Книга Иова – не трагедия. Была бы трагедия, если бы мученик проклял Бога и умер. Но после голоса из бури Иов преобразился. Он не утешился новыми детьми и стадами; он потому смог заново жить, потому полюбил новых детей и нажил новые стада, что почувствовал голос Бога в самом себе и познал себя как каплю вечности, в которой вся вечность, и в этой внутренней вечности потонуло его страданье. Которое может поэтому доходить до пределов, немыслимых на сцене, напоказ, – до гнусной вони от язв, заставляющих надолго замолчать друзей со всеми их приготовленными речами (никакая сцена не вынесет этой паузы).
В трагедии – напряжение воли героя, прижатого к стенке. Он погибает и передает нам свою энергию, направленную к прорыву, к преображению. Но самого прорыва нет. А в Библии есть прорыв.
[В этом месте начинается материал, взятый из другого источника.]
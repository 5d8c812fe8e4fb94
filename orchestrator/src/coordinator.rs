//! Kubernetes coordinator: reifies persisted ECS state onto the cluster.
//!
//! Every mutation is written through the stores first; this module owns the
//! Kubernetes side effects and the invariant "persisted task <-> live pod".
//! With no client configured (test mode) it synthesises pod coordinates and
//! persists only; the lifecycle worker takes over from there.

use std::collections::BTreeMap;
use std::sync::Arc;

use k8s_openapi::api::apps::v1::Deployment;
use k8s_openapi::api::core::v1::{Namespace, Pod, Secret, Service as K8sService};
use kube::api::{DeleteParams, Patch, PatchParams, PostParams};
use kube::{Api, Client};
use stevedore_events::EventHub;
use stevedore_model::{
    Identity, KeyValuePair, Service, Task, TaskDefinition, TaskSet, TaskStatus, arn,
};
use stevedore_store::Storage;
use tokio::sync::OnceCell;

use crate::convert;
use crate::error::{Error, Result};
use crate::logs::collect_task_logs;
use crate::sd::ServiceRegistry;
use crate::watcher::{WatchContext, WatcherRegistry, spawn_pod_watcher};

const FIELD_MANAGER: &str = "stevedore";

/// How the coordinator reaches Kubernetes.
pub enum KubeAccess {
    /// Client built at startup.
    Live(Client),
    /// Client built on first use (container mode).
    Deferred(OnceCell<Client>),
    /// No Kubernetes I/O at all (test mode).
    Disabled,
}

pub struct Coordinator {
    storage: Arc<dyn Storage>,
    hub: EventHub,
    identity: Identity,
    access: KubeAccess,
    registry: WatcherRegistry,
    sd: Arc<dyn ServiceRegistry>,
}
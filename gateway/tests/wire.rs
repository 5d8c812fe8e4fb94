//! Dispatcher and adapter behaviour through the public router, backed by
//! the in-memory store with Kubernetes disabled.

use std::sync::Arc;

use axum::Router;
use axum::body::Body;
use axum::http::{Request, StatusCode, header};
use chrono::Utc;
use http_body_util::BodyExt;
use stevedore_ecs::Ecs;
use stevedore_elbv2::Elbv2;
use stevedore_events::{ConnectionLimits, EventHub, OriginPolicy, SocketConfig};
use stevedore_gateway::proxy::UpstreamProxy;
use stevedore_gateway::sd_wire::StubServiceDiscovery;
use stevedore_gateway::server::router;
use stevedore_gateway::state::AppState;
use stevedore_model::Identity;
use stevedore_orchestrator::{Coordinator, KubeAccess, NoopServiceRegistry};
use stevedore_store::{MemoryStorage, Storage};
use tower::ServiceExt;

fn app() -> Router {
    let storage: Arc<dyn Storage> = Arc::new(MemoryStorage::new());
    let hub = EventHub::new(ConnectionLimits::default());
    let identity = Identity::new("us-east-1", "000000000000");
    let coordinator = Arc::new(Coordinator::new(
        storage.clone(),
        hub.clone(),
        identity.clone(),
        KubeAccess::Disabled,
        Arc::new(NoopServiceRegistry),
    ));
    let state = AppState {
        storage: storage.clone(),
        ecs: Arc::new(Ecs::new(
            storage.clone(),
            coordinator.clone(),
            hub.clone(),
            identity.clone(),
        )),
        elbv2: Arc::new(Elbv2::new(storage, identity)),
        sd: Arc::new(StubServiceDiscovery),
        coordinator,
        hub,
        origin_policy: OriginPolicy::default(),
        socket_config: SocketConfig {
            rate_limit_per_minute: 600,
        },
        proxy: UpstreamProxy::new("http://127.0.0.1:9".into()).unwrap(),
        started_at: Utc::now(),
    };
    router(state)
}

fn ecs_request(action: &str, body: &str) -> Request<Body> {
    Request::post("/")
        .header("x-amz-target", format!("AmazonEC2ContainerServiceV20141113.{}", action))
        .header(header::CONTENT_TYPE, "application/x-amz-json-1.1")
        .body(Body::from(body.to_string()))
        .unwrap()
}

fn form_request(body: &str) -> Request<Body> {
    Request::post("/")
        .header(header::CONTENT_TYPE, "application/x-www-form-urlencoded")
        .body(Body::from(body.to_string()))
        .unwrap()
}

async fn body_json(response: axum::response::Response) -> serde_json::Value {
    let bytes = response.into_body().collect().await.unwrap().to_bytes();
    serde_json::from_slice(&bytes).unwrap()
}

async fn body_text(response: axum::response::Response) -> String {
    let bytes = response.into_body().collect().await.unwrap().to_bytes();
    String::from_utf8(bytes.to_vec()).unwrap()
}

#[tokio::test]
async fn test_health() {
    let response = app()
        .oneshot(Request::get("/health").body(Body::empty()).unwrap())
        .await
        .unwrap();
    assert_eq!(response.status(), StatusCode::OK);
    let json = body_json(response).await;
    assert_eq!(json["status"], "healthy");
}

#[tokio::test]
async fn test_create_and_list_clusters_over_the_wire() {
    let app = app();
    let response = app
        .clone()
        .oneshot(ecs_request("CreateCluster", r#"{"clusterName":"test"}"#))
        .await
        .unwrap();
    assert_eq!(response.status(), StatusCode::OK);
    let first = body_json(response).await;
    assert_eq!(
        first["cluster"]["clusterArn"],
        "arn:aws:ecs:us-east-1:000000000000:cluster/test"
    );
    assert_eq!(first["cluster"]["status"], "ACTIVE");

    // Idempotent re-create returns the identical identity triple.
    let response = app
        .clone()
        .oneshot(ecs_request("CreateCluster", r#"{"clusterName":"test"}"#))
        .await
        .unwrap();
    let second = body_json(response).await;
    assert_eq!(first["cluster"]["clusterArn"], second["cluster"]["clusterArn"]);
    assert_eq!(
        first["cluster"]["clusterName"],
        second["cluster"]["clusterName"]
    );
    assert_eq!(first["cluster"]["status"], second["cluster"]["status"]);

    let response = app
        .oneshot(ecs_request("ListClusters", "{}"))
        .await
        .unwrap();
    let list = body_json(response).await;
    assert_eq!(
        list["clusterArns"],
        serde_json::json!(["arn:aws:ecs:us-east-1:000000000000:cluster/test"])
    );
}

#[tokio::test]
async fn test_task_definition_revisions_over_the_wire() {
    let app = app();
    for image in ["nginx:1.0", "nginx:2.0"] {
        let body = format!(
            r#"{{"family":"web","containerDefinitions":[{{"name":"app","image":"{}","memory":512,"essential":true}}]}}"#,
            image
        );
        let response = app
            .clone()
            .oneshot(ecs_request("RegisterTaskDefinition", &body))
            .await
            .unwrap();
        assert_eq!(response.status(), StatusCode::OK);
    }

    let response = app
        .oneshot(ecs_request(
            "DescribeTaskDefinition",
            r#"{"taskDefinition":"web"}"#,
        ))
        .await
        .unwrap();
    let described = body_json(response).await;
    assert_eq!(described["taskDefinition"]["revision"], 2);
    assert_eq!(
        described["taskDefinition"]["containerDefinitions"][0]["image"],
        "nginx:2.0"
    );
}

#[tokio::test]
async fn test_unknown_action_is_not_implemented() {
    let response = app()
        .oneshot(ecs_request("LaunchRocket", "{}"))
        .await
        .unwrap();
    assert_eq!(response.status(), StatusCode::BAD_REQUEST);
    let json = body_json(response).await;
    assert_eq!(json["__type"], "InvalidAction");
}

#[tokio::test]
async fn test_malformed_body_is_invalid_request() {
    let response = app()
        .oneshot(ecs_request("CreateCluster", "{not json"))
        .await
        .unwrap();
    assert_eq!(response.status(), StatusCode::BAD_REQUEST);
    let json = body_json(response).await;
    assert_eq!(json["__type"], "InvalidParameterException");
}

#[tokio::test]
async fn test_empty_body_is_valid_for_parameterless_ops() {
    let response = app()
        .oneshot(ecs_request("ListClusters", ""))
        .await
        .unwrap();
    assert_eq!(response.status(), StatusCode::OK);
}

#[tokio::test]
async fn test_elbv2_create_load_balancer_xml() {
    let app = app();
    let body = "Action=CreateLoadBalancer&Version=2015-12-01&Name=web&Subnets.member.1=subnet-a";
    let response = app.clone().oneshot(form_request(body)).await.unwrap();
    assert_eq!(response.status(), StatusCode::OK);
    let xml = body_text(response).await;
    assert!(xml.contains("<CreateLoadBalancerResponse xmlns=\"http://elasticloadbalancing.amazonaws.com/doc/2015-12-01/\">"));
    assert!(xml.contains("<LoadBalancerName>web</LoadBalancerName>"));
    assert!(xml.contains("<RequestId>"));

    // Duplicate name comes back as the XML error envelope.
    let response = app.oneshot(form_request(body)).await.unwrap();
    assert_eq!(response.status(), StatusCode::BAD_REQUEST);
    let xml = body_text(response).await;
    assert!(xml.contains("<Code>DuplicateLoadBalancerName</Code>"));
}

#[tokio::test]
async fn test_elbv2_stubbed_modify_returns_empty_envelope() {
    let response = app()
        .oneshot(form_request(
            "Action=SetRulePriorities&Version=2015-12-01&RulePriorities.member.1.Priority=5",
        ))
        .await
        .unwrap();
    assert_eq!(response.status(), StatusCode::OK);
    let xml = body_text(response).await;
    assert!(xml.contains("<SetRulePrioritiesResult></SetRulePrioritiesResult>"));
}

#[tokio::test]
async fn test_sd_namespace_routes_to_stub() {
    let response = app()
        .oneshot(
            Request::post("/")
                .header("x-amz-target", "Route53AutoNaming_v20170314.ListNamespaces")
                .header(header::CONTENT_TYPE, "application/x-amz-json-1.1")
                .body(Body::from("{}"))
                .unwrap(),
        )
        .await
        .unwrap();
    assert_eq!(response.status(), StatusCode::BAD_REQUEST);
    let json = body_json(response).await;
    assert_eq!(json["__type"], "InvalidAction");
}

#[tokio::test]
async fn test_ws_upgrade_rejects_foreign_origin() {
    let response = app()
        .oneshot(
            Request::get("/ws")
                .header("host", "localhost:8080")
                .header("origin", "http://evil.example")
                .header("connection", "upgrade")
                .header("upgrade", "websocket")
                .header("sec-websocket-version", "13")
                .header("sec-websocket-key", "dGhlIHNhbXBsZSBub25jZQ==")
                .body(Body::empty())
                .unwrap(),
        )
        .await
        .unwrap();
    assert_eq!(response.status(), StatusCode::FORBIDDEN);
}

#[tokio::test]
async fn test_run_and_stop_task_over_the_wire() {
    let app = app();
    app.clone()
        .oneshot(ecs_request("CreateCluster", r#"{"clusterName":"test-cluster"}"#))
        .await
        .unwrap();
    app.clone()
        .oneshot(ecs_request(
            "RegisterTaskDefinition",
            r#"{"family":"test-task","containerDefinitions":[{"name":"app","image":"busybox","command":["echo"],"essential":true}]}"#,
        ))
        .await
        .unwrap();

    let response = app
        .clone()
        .oneshot(ecs_request(
            "RunTask",
            r#"{"cluster":"test-cluster","taskDefinition":"test-task:1","count":3}"#,
        ))
        .await
        .unwrap();
    assert_eq!(response.status(), StatusCode::OK);
    let run = body_json(response).await;
    assert_eq!(run["tasks"].as_array().unwrap().len(), 3);
    for task in run["tasks"].as_array().unwrap() {
        assert_eq!(task["lastStatus"], "PROVISIONING");
    }

    let task_arn = run["tasks"][0]["taskArn"].as_str().unwrap().to_string();
    let stop_body = format!(
        r#"{{"cluster":"test-cluster","task":"{}","reason":"User requested stop"}}"#,
        task_arn
    );
    let response = app
        .clone()
        .oneshot(ecs_request("StopTask", &stop_body))
        .await
        .unwrap();
    assert_eq!(response.status(), StatusCode::OK);
    let stopped = body_json(response).await;
    assert_eq!(stopped["task"]["desiredStatus"], "STOPPED");
    assert_eq!(stopped["task"]["stoppedReason"], "User requested stop");

    // Idempotent second stop.
    let response = app
        .oneshot(ecs_request("StopTask", &stop_body))
        .await
        .unwrap();
    assert_eq!(response.status(), StatusCode::OK);
}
И в книге Иова, и (яснее) на Голгофе.
Бог – это выход. В полной черноте,
В пространстве без дорог.
Скажите мне, есть выход на кресте?
Тогда есть Бог.
(З. Миркина)
Неважно, как назвать искусство, в котором осознан выход через крест. Только осознан, намечен (большего у Достоевского нет). Но это искусство – не трагедия. Ни по сути, ни по форме. Еще менее дает попытка сблизить роман Достоевского с карнавалом. Путь, через который проходит герой Достоевского, – это испытание крестом. Связь с крестом, выраженная в фамилии Ставрогина, есть в судьбе каждого.
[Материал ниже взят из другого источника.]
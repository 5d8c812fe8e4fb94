//! ELBv2 query-protocol adapter: form decoding, operation dispatch, XML
//! response rendering.

use axum::http::{StatusCode, header};
use axum::response::{IntoResponse, Response};
use serde_json::json;
use stevedore_elbv2::api::*;
use stevedore_elbv2::{ElbError, Elbv2};
use stevedore_model::RuleAction;
use uuid::Uuid;

use crate::query::QueryParams;
use crate::xml;

/// Actions this wire serves; anything else on a form body falls through to
/// the upstream proxy.
pub const ACTIONS: [&str; 21] = [
    "AddTags",
    "RemoveTags",
    "DescribeTags",
    "CreateLoadBalancer",
    "DescribeLoadBalancers",
    "DeleteLoadBalancer",
    "CreateTargetGroup",
    "DescribeTargetGroups",
    "DeleteTargetGroup",
    "CreateListener",
    "DescribeListeners",
    "DeleteListener",
    "CreateRule",
    "DescribeRules",
    "DeleteRule",
    "ModifyListener",
    "ModifyRule",
    "SetRulePriorities",
    "RegisterTargets",
    "DeregisterTargets",
    "DescribeTargetHealth",
];

pub fn is_elbv2_action(action: &str) -> bool {
    ACTIONS.contains(&action)
}

pub async fn handle(elbv2: &Elbv2, params: QueryParams) -> Response {
    let request_id = Uuid::new_v4().to_string();
    let action = params.get("Action").unwrap_or_default().to_string();
    match dispatch(elbv2, &action, &params).await {
        Ok(result) => xml_response(
            StatusCode::OK,
            xml::response_envelope(&action, &result, &request_id),
        ),
        Err(e) => xml_response(
            StatusCode::from_u16(e.http_status()).unwrap_or(StatusCode::BAD_REQUEST),
            xml::error_envelope(e.wire_code(), &e.to_string(), &request_id),
        ),
    }
}

fn xml_response(status: StatusCode, body: String) -> Response {
    (status, [(header::CONTENT_TYPE, "text/xml")], body).into_response()
}

fn encode<T: serde::Serialize>(value: &T) -> Result<serde_json::Value, ElbError> {
    serde_json::to_value(value).map_err(|e| ElbError::Internal(e.to_string()))
}

async fn dispatch(
    elbv2: &Elbv2,
    action: &str,
    p: &QueryParams,
) -> Result<serde_json::Value, ElbError> {
    match action {
        "CreateLoadBalancer" => {
            let lb = elbv2
                .create_load_balancer(CreateLoadBalancerInput {
                    name: p.get_string("Name").unwrap_or_default(),
                    subnets: p.members("Subnets"),
                    security_groups: p.members("SecurityGroups"),
                    scheme: p.get_string("Scheme"),
                    lb_type: p.get_string("Type"),
                })
                .await?;
            Ok(json!({"LoadBalancers": [encode(&lb)?]}))
        }
        "DescribeLoadBalancers" => {
            let (lbs, marker) = elbv2
                .describe_load_balancers(DescribeLoadBalancersInput {
                    arns: p.members("LoadBalancerArns"),
                    names: p.members("Names"),
                    page_size: p.get_i32("PageSize"),
                    marker: p.get_string("Marker"),
                })
                .await?;
            let mut result = json!({"LoadBalancers": encode(&lbs)?});
            if let Some(marker) = marker {
                result["NextMarker"] = json!(marker);
            }
            Ok(result)
        }
        "DeleteLoadBalancer" => {
            elbv2
                .delete_load_balancer(&require(p, "LoadBalancerArn")?)
                .await?;
            Ok(json!({}))
        }
        "CreateTargetGroup" => {
            let tg = elbv2
                .create_target_group(CreateTargetGroupInput {
                    name: p.get_string("Name").unwrap_or_default(),
                    protocol: p.get_string("Protocol"),
                    port: p.get_i32("Port"),
                    vpc_id: p.get_string("VpcId"),
                    target_type: p.get_string("TargetType"),
                    health_check_path: p.get_string("HealthCheckPath"),
                    health_check_protocol: p.get_string("HealthCheckProtocol"),
                })
                .await?;
            Ok(json!({"TargetGroups": [encode(&tg)?]}))
        }
        "DescribeTargetGroups" => {
            let (tgs, marker) = elbv2
                .describe_target_groups(DescribeTargetGroupsInput {
                    arns: p.members("TargetGroupArns"),
                    names: p.members("Names"),
                    load_balancer_arn: p.get_string("LoadBalancerArn"),
                    page_size: p.get_i32("PageSize"),
                    marker: p.get_string("Marker"),
                })
                .await?;
            let mut result = json!({"TargetGroups": encode(&tgs)?});
            if let Some(marker) = marker {
                result["NextMarker"] = json!(marker);
            }
            Ok(result)
        }
        "DeleteTargetGroup" => {
            elbv2
                .delete_target_group(&require(p, "TargetGroupArn")?)
                .await?;
            Ok(json!({}))
        }
        "CreateListener" => {
            let listener = elbv2
                .create_listener(CreateListenerInput {
                    load_balancer_arn: require(p, "LoadBalancerArn")?,
                    port: p.get_i32("Port"),
                    protocol: p.get_string("Protocol"),
                    default_actions: actions_from(p, "DefaultActions"),
                })
                .await?;
            Ok(json!({"Listeners": [encode(&listener)?]}))
        }
        "DescribeListeners" => {
            let listeners = elbv2
                .describe_listeners(p.get("LoadBalancerArn"), &p.members("ListenerArns"))
                .await?;
            Ok(json!({"Listeners": encode(&listeners)?}))
        }
        "DeleteListener" => {
            elbv2.delete_listener(&require(p, "ListenerArn")?).await?;
            Ok(json!({}))
        }
        "CreateRule" => {
            let rule = elbv2
                .create_rule(CreateRuleInput {
                    listener_arn: require(p, "ListenerArn")?,
                    priority: p.get_i32("Priority").unwrap_or(0),
                    conditions: conditions_from(p),
                    actions: actions_from(p, "Actions"),
                })
                .await?;
            Ok(json!({"Rules": [encode(&rule)?]}))
        }
        "DescribeRules" => {
            let rules = elbv2
                .describe_rules(p.get("ListenerArn"), &p.members("RuleArns"))
                .await?;
            Ok(json!({"Rules": encode(&rules)?}))
        }
        "DeleteRule" => {
            elbv2.delete_rule(&require(p, "RuleArn")?).await?;
            Ok(json!({}))
        }
        // Faithful no-ops: the source serves these as empty envelopes.
        "ModifyListener" | "ModifyRule" | "SetRulePriorities" | "AddTags" | "RemoveTags" => {
            Ok(json!({}))
        }
        "DescribeTags" => Ok(json!({"TagDescriptions": []})),
        "RegisterTargets" => {
            elbv2
                .register_targets(RegisterTargetsInput {
                    target_group_arn: require(p, "TargetGroupArn")?,
                    targets: p
                        .member_objects("Targets")
                        .iter()
                        .map(|t| TargetDescription {
                            id: t.get_string("Id").unwrap_or_default(),
                            port: t.get_i32("Port"),
                        })
                        .collect(),
                })
                .await?;
            Ok(json!({}))
        }
        "DeregisterTargets" => {
            let ids: Vec<String> = p
                .member_objects("Targets")
                .iter()
                .filter_map(|t| t.get_string("Id"))
                .collect();
            elbv2
                .deregister_targets(&require(p, "TargetGroupArn")?, &ids)
                .await?;
            Ok(json!({}))
        }
        "DescribeTargetHealth" => {
            let targets = elbv2
                .describe_target_health(&require(p, "TargetGroupArn")?)
                .await?;
            let descriptions: Vec<serde_json::Value> = targets
                .iter()
                .map(|t| {
                    json!({
                        "Target": {"Id": t.id, "Port": t.port},
                        "TargetHealth": {"State": t.health},
                    })
                })
                .collect();
            Ok(json!({"TargetHealthDescriptions": descriptions}))
        }
        other => Err(ElbError::Validation(format!(
            "unsupported action {}",
            other
        ))),
    }
}

fn require(p: &QueryParams, key: &str) -> Result<String, ElbError> {
    p.get_string(key)
        .ok_or_else(|| ElbError::Validation(format!("{} is required", key)))
}

fn actions_from(p: &QueryParams, key: &str) -> Vec<RuleAction> {
    p.member_objects(key)
        .iter()
        .enumerate()
        .map(|(i, a)| RuleAction {
            action_type: a.get_string("Type").unwrap_or_default(),
            target_group_arn: a.get_string("TargetGroupArn"),
            order: a.get_i32("Order").or(Some(i as i32 + 1)),
        })
        .collect()
}

fn conditions_from(p: &QueryParams) -> Vec<serde_json::Value> {
    p.member_objects("Conditions")
        .iter()
        .map(|c| {
            json!({
                "Field": c.get_string("Field"),
                "Values": c.members("Values"),
            })
        })
        .collect()
}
Распятие было не только мучительной, но позорной, издевательской казнью. Именно поэтому Кайафа и Анна не воспользовались возможностью побить еретика камнями, по еврейскому закону, а постарались подвести его под римскую казнь, несравненно более гнусную. Они хотели, чтобы память об Иисусе была навечно заплевана. Прошло несколько веков, прежде чем крест стал респектабельным церковным символом. Но и после этого чуткость юродивых восстанавливала первоначальный смысл, первоначальный облик распятия: святости сквозь позор.
Через испытание позором и болью проходят не только герои, которых автор хочет сбить с котурнов, но и самые любимые (Соня, Мышкин, Хромоножка). Достоевский как бы не верит в подлинность, не прошедшую под линьком. Именно святость сквозь позор, святость юродская выходит у Достоевского непобедимо захватывающей.
Тексты Достоевского, которые M. М. Бахтин описывает как карнавальные, по большей части – скорее юродские. Карнавален «Дядюшкин сон», карнавален Степан Трофимович – но не Ставрогин! Достоевский, может быть, использовал наследие карнавала и мениппеи (литературного рода, в котором карнавальное становится философской иронией); но сквозь карнавальное он видел что-то другое, более древнее или, по крайней мере, не нашедшее себе выражения на Западе.
Карнавал можно рассматривать как секуляризацию древнейших обрядов, в которых идолам оказывалось искреннее почитание, а затем их уничтожали (Тернер назвал это метафорами антиструктуры) [5]5
См.: Бахтин М. М. Проблемы поэтики Достоевского. М., 1972, с. 229, 397.
[Закрыть]. Не во всех культурах эта архаика растворилась в карнавале. И возможны ее продолжения, идущие мимо карнавала, – юродские формы культа и культуры.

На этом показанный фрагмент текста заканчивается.